El oficialismo argumenta que esta cláusula busca darle independencia al Banco Central y evitar que sus autoridades puedan ser desplazadas simplemente por diferencias con el gobierno de turno.

La oposición cuestiona que se establezca una mayoría tan exigente para remover autoridades cuando esa misma mayoría especial no es necesaria para su designación.

También sostiene que, en los hechos, la reforma podría dificultar que un futuro gobierno reemplace a las actuales autoridades del organismo.

El ministro de Economía dejaría de participar del directorio

La reforma elimina además la posibilidad prevista actualmente para que el ministro de Economía, o un representante suyo, participe con voz pero sin voto en las reuniones del directorio del Banco Central.

Según los fundamentos oficiales, la modificación pretende marcar una separación más clara entre la política fiscal, que corresponde al Ministerio de Economía, y la política monetaria, que quedaría bajo responsabilidad exclusiva del BCRA.

Bausili defendió la iniciativa

El presidente del Banco Central, Santiago Bausili, había defendido el proyecto ante las comisiones de Diputados una semana antes del dictamen.

Bausili sostuvo que el esquema propuesto no constituye un experimento y aseguró que reglas similares funcionan en numerosos países que lograron estabilizar sus monedas.

Para el Gobierno, la reforma busca garantizar institucionalmente que futuros presidentes no puedan recurrir nuevamente al Banco Central para financiar déficits fiscales.

La oposición cuestiona esa interpretación y sostiene que reducir las funciones del organismo exclusivamente a la estabilidad monetaria puede limitar herramientas disponibles ante crisis económicas y afectar su capacidad para intervenir sobre el crédito, el empleo y el desarrollo productivo.

El peronismo abandonó el plenario

La reunión de las comisiones de Presupuesto y Hacienda y Finanzas terminó atravesada por una fuerte disputa política.

La Libertad Avanza convocó a economistas de perfil liberal para defender la reforma, entre ellos Miguel Boggiano, Héctor Rubini, Ramiro Castiñeira y Aldo Abram.

Las exposiciones generaron cuestionamientos de Unión por la Patria, que objetó que los invitados no fueran funcionarios ni representantes institucionales directamente vinculados con el proyecto.

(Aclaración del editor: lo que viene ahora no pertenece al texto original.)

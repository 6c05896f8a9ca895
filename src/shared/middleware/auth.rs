use axum::{
    async_trait,
    extract::FromRequestParts,
    http::{header::AUTHORIZATION, request::Parts, StatusCode},
    Json,
};
use crate::shared::services::AppState;
use crate::shared::errors::AccountError;
use crate::domains::auth::models::AccountKind;

/// 인증된 계정 정보 (JWT 토큰에서 추출)
/// Authenticated account information (extracted from a bearer token)
#[derive(Debug, Clone)]
pub struct AuthenticatedAccount {
    pub account_id: u64,
    pub username: String,
    pub kind: AccountKind,
}

/// AuthenticatedAccount를 Axum Extractor로 구현
///
/// 사용법:
/// ```rust,ignore
/// pub async fn me(
///     State(app_state): State<AppState>,
///     account: AuthenticatedAccount,
/// ) -> Result<...> {
///     let id = account.account_id;
///     // ...
/// }
/// ```
#[async_trait]
impl FromRequestParts<AppState> for AuthenticatedAccount {
    type Rejection = (StatusCode, Json<serde_json::Value>);

    async fn from_request_parts(parts: &mut Parts, state: &AppState) -> Result<Self, Self::Rejection> {
        // 1. Authorization 헤더
        let header = parts
            .headers
            .get(AUTHORIZATION)
            .ok_or(AccountError::MissingToken)?
            .to_str()
            .map_err(|_| AccountError::InvalidToken)?;

        // 2. "Bearer <token>"
        let token = header.strip_prefix("Bearer ").ok_or(AccountError::InvalidToken)?;

        // 3. 서명 / 만료 검증
        let claims = state.auth_state.jwt_service.verify_access_token(token)?;

        Ok(AuthenticatedAccount {
            account_id: claims.account_id,
            username: claims.username,
            kind: claims.kind,
        })
    }
}
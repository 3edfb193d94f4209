//! Book catalog endpoints

use axum::{
    extract::State,
    http::StatusCode,
    Json,
};
use serde::Serialize;
use utoipa::ToSchema;

use crate::{
    error::AppResult,
    models::book::{Book, BookQuery, CreateBook, UpdateBook},
};

use super::{AppJson, AppPath, AppQuery, AuthenticatedUser};

#[derive(Serialize, ToSchema)]
pub struct BookResponse {
    pub book: Book,
}

/// List books
#[utoipa::path(
    get,
    path = "/books",
    tag = "books",
    security(("bearer_auth" = [])),
    params(BookQuery),
    responses(
        (status = 200, description = "List of books", body = Vec<Book>),
        (status = 401, description = "Not authenticated")
    )
)]
pub async fn list_books(
    State(state): State<crate::AppState>,
    AuthenticatedUser(_claims): AuthenticatedUser,
    AppQuery(query): AppQuery<BookQuery>,
) -> AppResult<Json<Vec<Book>>> {
    let books = state.services.catalog.list_books(&query).await?;
    Ok(Json(books))
}

/// Get a book by database ID
#[utoipa::path(
    get,
    path = "/books/{id}",
    tag = "books",
    security(("bearer_auth" = [])),
    params(("id" = i32, Path, description = "Book ID")),
    responses(
        (status = 200, description = "Book details", body = Book),
        (status = 404, description = "Book not found")
    )
)]
pub async fn get_book(
    State(state): State<crate::AppState>,
    AuthenticatedUser(_claims): AuthenticatedUser,
    AppPath(id): AppPath<i32>,
) -> AppResult<Json<Book>> {
    let book = state.services.catalog.get_book(id).await?;
    Ok(Json(book))
}

/// Add a book to the catalog
#[utoipa::path(
    post,
    path = "/books",
    tag = "books",
    security(("bearer_auth" = [])),
    request_body = CreateBook,
    responses(
        (status = 201, description = "Book created", body = BookResponse),
        (status = 400, description = "Invalid input"),
        (status = 403, description = "Librarian role required"),
        (status = 409, description = "bid already used")
    )
)]
pub async fn create_book(
    State(state): State<crate::AppState>,
    AuthenticatedUser(claims): AuthenticatedUser,
    AppJson(book): AppJson<CreateBook>,
) -> AppResult<(StatusCode, Json<BookResponse>)> {
    claims.require_librarian()?;

    let book = state.services.catalog.add_book(book).await?;
    Ok((StatusCode::CREATED, Json(BookResponse { book })))
}

/// Update a book
#[utoipa::path(
    put,
    path = "/books/{id}",
    tag = "books",
    security(("bearer_auth" = [])),
    params(("id" = i32, Path, description = "Book ID")),
    request_body = UpdateBook,
    responses(
        (status = 200, description = "Book updated", body = BookResponse),
        (status = 404, description = "Book not found"),
        (status = 409, description = "bid collides with another book")
    )
)]
pub async fn update_book(
    State(state): State<crate::AppState>,
    AuthenticatedUser(claims): AuthenticatedUser,
    AppPath(id): AppPath<i32>,
    AppJson(book): AppJson<UpdateBook>,
) -> AppResult<Json<BookResponse>> {
    claims.require_librarian()?;

    let book = state.services.catalog.update_book(id, book).await?;
    Ok(Json(BookResponse { book }))
}

/// Delete a book
#[utoipa::path(
    delete,
    path = "/books/{id}",
    tag = "books",
    security(("bearer_auth" = [])),
    params(("id" = i32, Path, description = "Book ID")),
    responses(
        (status = 204, description = "Book deleted"),
        (status = 404, description = "Book not found")
    )
)]
pub async fn delete_book(
    State(state): State<crate::AppState>,
    AuthenticatedUser(claims): AuthenticatedUser,
    AppPath(id): AppPath<i32>,
) -> AppResult<StatusCode> {
    claims.require_librarian()?;

    state.services.catalog.delete_book(id).await?;
    Ok(StatusCode::NO_CONTENT)
}
//! Authentication endpoints

use axum::{extract::State, Json};
use serde::Serialize;
use utoipa::ToSchema;

use crate::{
    error::AppResult,
    models::user::{LoginUser, RegisterUser, User},
};

use super::{AppJson, AuthenticatedUser};

/// Session token and the authenticated user
#[derive(Serialize, ToSchema)]
pub struct AuthResponse {
    /// Bearer token for the `Authorization` header
    pub token: String,
    pub user: User,
}

/// Register a student account
#[utoipa::path(
    post,
    path = "/auth/register",
    tag = "auth",
    request_body = RegisterUser,
    responses(
        (status = 200, description = "Registered and logged in", body = AuthResponse),
        (status = 400, description = "Invalid input or librarian role requested"),
        (status = 409, description = "Email or student ID already registered")
    )
)]
pub async fn register(
    State(state): State<crate::AppState>,
    AppJson(request): AppJson<RegisterUser>,
) -> AppResult<Json<AuthResponse>> {
    let (token, user) = state.services.auth.register(request).await?;
    Ok(Json(AuthResponse { token, user }))
}

/// Log in with email and password
#[utoipa::path(
    post,
    path = "/auth/login",
    tag = "auth",
    request_body = LoginUser,
    responses(
        (status = 200, description = "Logged in", body = AuthResponse),
        (status = 400, description = "Student ID missing"),
        (status = 401, description = "Invalid credentials")
    )
)]
pub async fn login(
    State(state): State<crate::AppState>,
    AppJson(request): AppJson<LoginUser>,
) -> AppResult<Json<AuthResponse>> {
    let (token, user) = state.services.auth.login(request).await?;
    Ok(Json(AuthResponse { token, user }))
}

/// Get the authenticated user
#[utoipa::path(
    get,
    path = "/auth/me",
    tag = "auth",
    security(("bearer_auth" = [])),
    responses(
        (status = 200, description = "Current user", body = User),
        (status = 401, description = "Not authenticated")
    )
)]
pub async fn me(
    State(state): State<crate::AppState>,
    AuthenticatedUser(claims): AuthenticatedUser,
) -> AppResult<Json<User>> {
    let user = state.services.auth.get_by_id(claims.user_id).await?;
    Ok(Json(user))
}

La tensión aumentó después de que Boggiano responsabilizara a gobiernos radicales, peronistas, desarrollistas, militares, kirchneristas y macristas por haber utilizado históricamente al Banco Central para financiar al Estado y destruir el valor de la moneda.

Sus declaraciones provocaron malestar incluso entre bloques aliados al oficialismo.

La Libertad Avanza terminó ofreciendo disculpas al PRO, la UCR y el MID por las consideraciones políticas realizadas durante la exposición.

El peronismo finalmente decidió retirarse del plenario. El diputado del MID Eduardo Falcone, por su parte, anunció que no acompañaría el dictamen al considerar insuficientes las disculpas.

El oficialismo busca aprobarla el 26 de agosto

Pese a la tensión política, La Libertad Avanza consiguió las firmas necesarias y dejó la reforma en condiciones de ser tratada en el recinto.

El Gobierno pretende debatirla el 26 de agosto junto con Inocencia Fiscal II, conformando un paquete de iniciativas económicas con las que Javier Milei busca profundizar institucionalmente los lineamientos centrales de su programa.

Si Diputados le otorga media sanción, la reforma deberá pasar al Senado.

De aprobarse sin modificaciones, significaría uno de los cambios más importantes en la estructura institucional del Banco Central desde la reforma de su Carta Orgánica de 2012: el organismo tendría como misión fundamental preservar el valor de la moneda y quedaría legalmente cerrado el mecanismo de financiamiento directo del déficit fiscal mediante adelantos al Tesoro.